#### PROMPT
Please say how many lines of the listing hold "PrevoteSum", with no other words in the answer.

BEGIN

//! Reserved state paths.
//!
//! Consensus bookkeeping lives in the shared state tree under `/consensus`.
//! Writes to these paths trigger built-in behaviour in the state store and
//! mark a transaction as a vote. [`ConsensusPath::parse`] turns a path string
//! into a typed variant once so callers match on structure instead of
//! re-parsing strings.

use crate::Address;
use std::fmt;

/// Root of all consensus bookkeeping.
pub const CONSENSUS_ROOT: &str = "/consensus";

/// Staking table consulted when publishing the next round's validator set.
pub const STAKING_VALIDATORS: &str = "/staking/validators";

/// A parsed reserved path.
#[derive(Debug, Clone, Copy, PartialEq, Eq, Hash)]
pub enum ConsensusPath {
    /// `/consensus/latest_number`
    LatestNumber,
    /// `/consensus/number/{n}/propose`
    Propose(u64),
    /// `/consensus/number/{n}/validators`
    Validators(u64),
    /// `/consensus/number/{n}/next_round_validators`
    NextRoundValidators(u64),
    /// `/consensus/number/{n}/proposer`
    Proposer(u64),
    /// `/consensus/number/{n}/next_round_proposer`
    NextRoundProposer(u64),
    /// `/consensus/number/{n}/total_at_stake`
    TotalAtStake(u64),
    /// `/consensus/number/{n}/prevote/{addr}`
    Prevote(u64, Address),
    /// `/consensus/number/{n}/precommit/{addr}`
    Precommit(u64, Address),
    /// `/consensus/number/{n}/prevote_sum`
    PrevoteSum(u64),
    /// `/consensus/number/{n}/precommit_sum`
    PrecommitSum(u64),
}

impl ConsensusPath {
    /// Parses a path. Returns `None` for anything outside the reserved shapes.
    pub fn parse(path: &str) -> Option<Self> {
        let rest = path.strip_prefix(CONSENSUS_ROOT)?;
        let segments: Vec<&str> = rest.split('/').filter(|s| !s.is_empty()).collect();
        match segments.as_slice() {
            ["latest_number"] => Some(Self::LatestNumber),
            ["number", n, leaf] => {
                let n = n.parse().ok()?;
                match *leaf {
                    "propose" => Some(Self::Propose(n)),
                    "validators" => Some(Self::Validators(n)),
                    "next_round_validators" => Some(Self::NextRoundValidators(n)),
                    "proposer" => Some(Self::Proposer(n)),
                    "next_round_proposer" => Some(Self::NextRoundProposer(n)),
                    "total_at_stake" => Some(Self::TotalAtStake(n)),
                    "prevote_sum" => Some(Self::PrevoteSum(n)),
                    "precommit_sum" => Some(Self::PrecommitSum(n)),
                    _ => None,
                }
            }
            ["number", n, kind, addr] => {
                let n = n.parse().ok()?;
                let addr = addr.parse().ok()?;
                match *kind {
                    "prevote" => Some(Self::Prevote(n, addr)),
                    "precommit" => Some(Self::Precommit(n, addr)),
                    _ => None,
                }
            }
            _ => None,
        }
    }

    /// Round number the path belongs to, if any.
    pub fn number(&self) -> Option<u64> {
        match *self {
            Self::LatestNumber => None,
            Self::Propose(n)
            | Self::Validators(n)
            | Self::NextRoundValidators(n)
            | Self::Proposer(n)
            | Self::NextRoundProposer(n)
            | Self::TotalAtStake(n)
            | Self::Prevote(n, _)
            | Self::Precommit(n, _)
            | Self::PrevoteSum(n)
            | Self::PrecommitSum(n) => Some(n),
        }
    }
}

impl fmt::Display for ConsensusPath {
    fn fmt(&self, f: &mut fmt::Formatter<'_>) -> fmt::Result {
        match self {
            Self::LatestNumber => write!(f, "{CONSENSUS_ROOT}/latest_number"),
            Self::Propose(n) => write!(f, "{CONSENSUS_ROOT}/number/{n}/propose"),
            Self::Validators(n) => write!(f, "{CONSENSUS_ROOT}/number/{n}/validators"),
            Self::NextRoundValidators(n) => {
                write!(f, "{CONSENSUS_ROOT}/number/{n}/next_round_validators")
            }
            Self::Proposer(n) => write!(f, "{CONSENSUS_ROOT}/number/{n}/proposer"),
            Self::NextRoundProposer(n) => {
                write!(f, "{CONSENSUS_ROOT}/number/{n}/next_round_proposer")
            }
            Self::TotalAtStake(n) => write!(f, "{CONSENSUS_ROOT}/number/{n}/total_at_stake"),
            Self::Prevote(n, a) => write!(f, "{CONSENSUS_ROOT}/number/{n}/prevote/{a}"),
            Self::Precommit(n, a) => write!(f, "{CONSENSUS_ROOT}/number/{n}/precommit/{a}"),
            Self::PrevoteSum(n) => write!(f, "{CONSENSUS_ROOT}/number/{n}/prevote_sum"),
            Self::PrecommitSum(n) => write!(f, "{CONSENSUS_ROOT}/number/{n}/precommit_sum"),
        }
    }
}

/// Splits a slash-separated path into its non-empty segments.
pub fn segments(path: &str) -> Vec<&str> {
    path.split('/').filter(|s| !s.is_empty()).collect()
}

END

#### ANSWER SECTION
4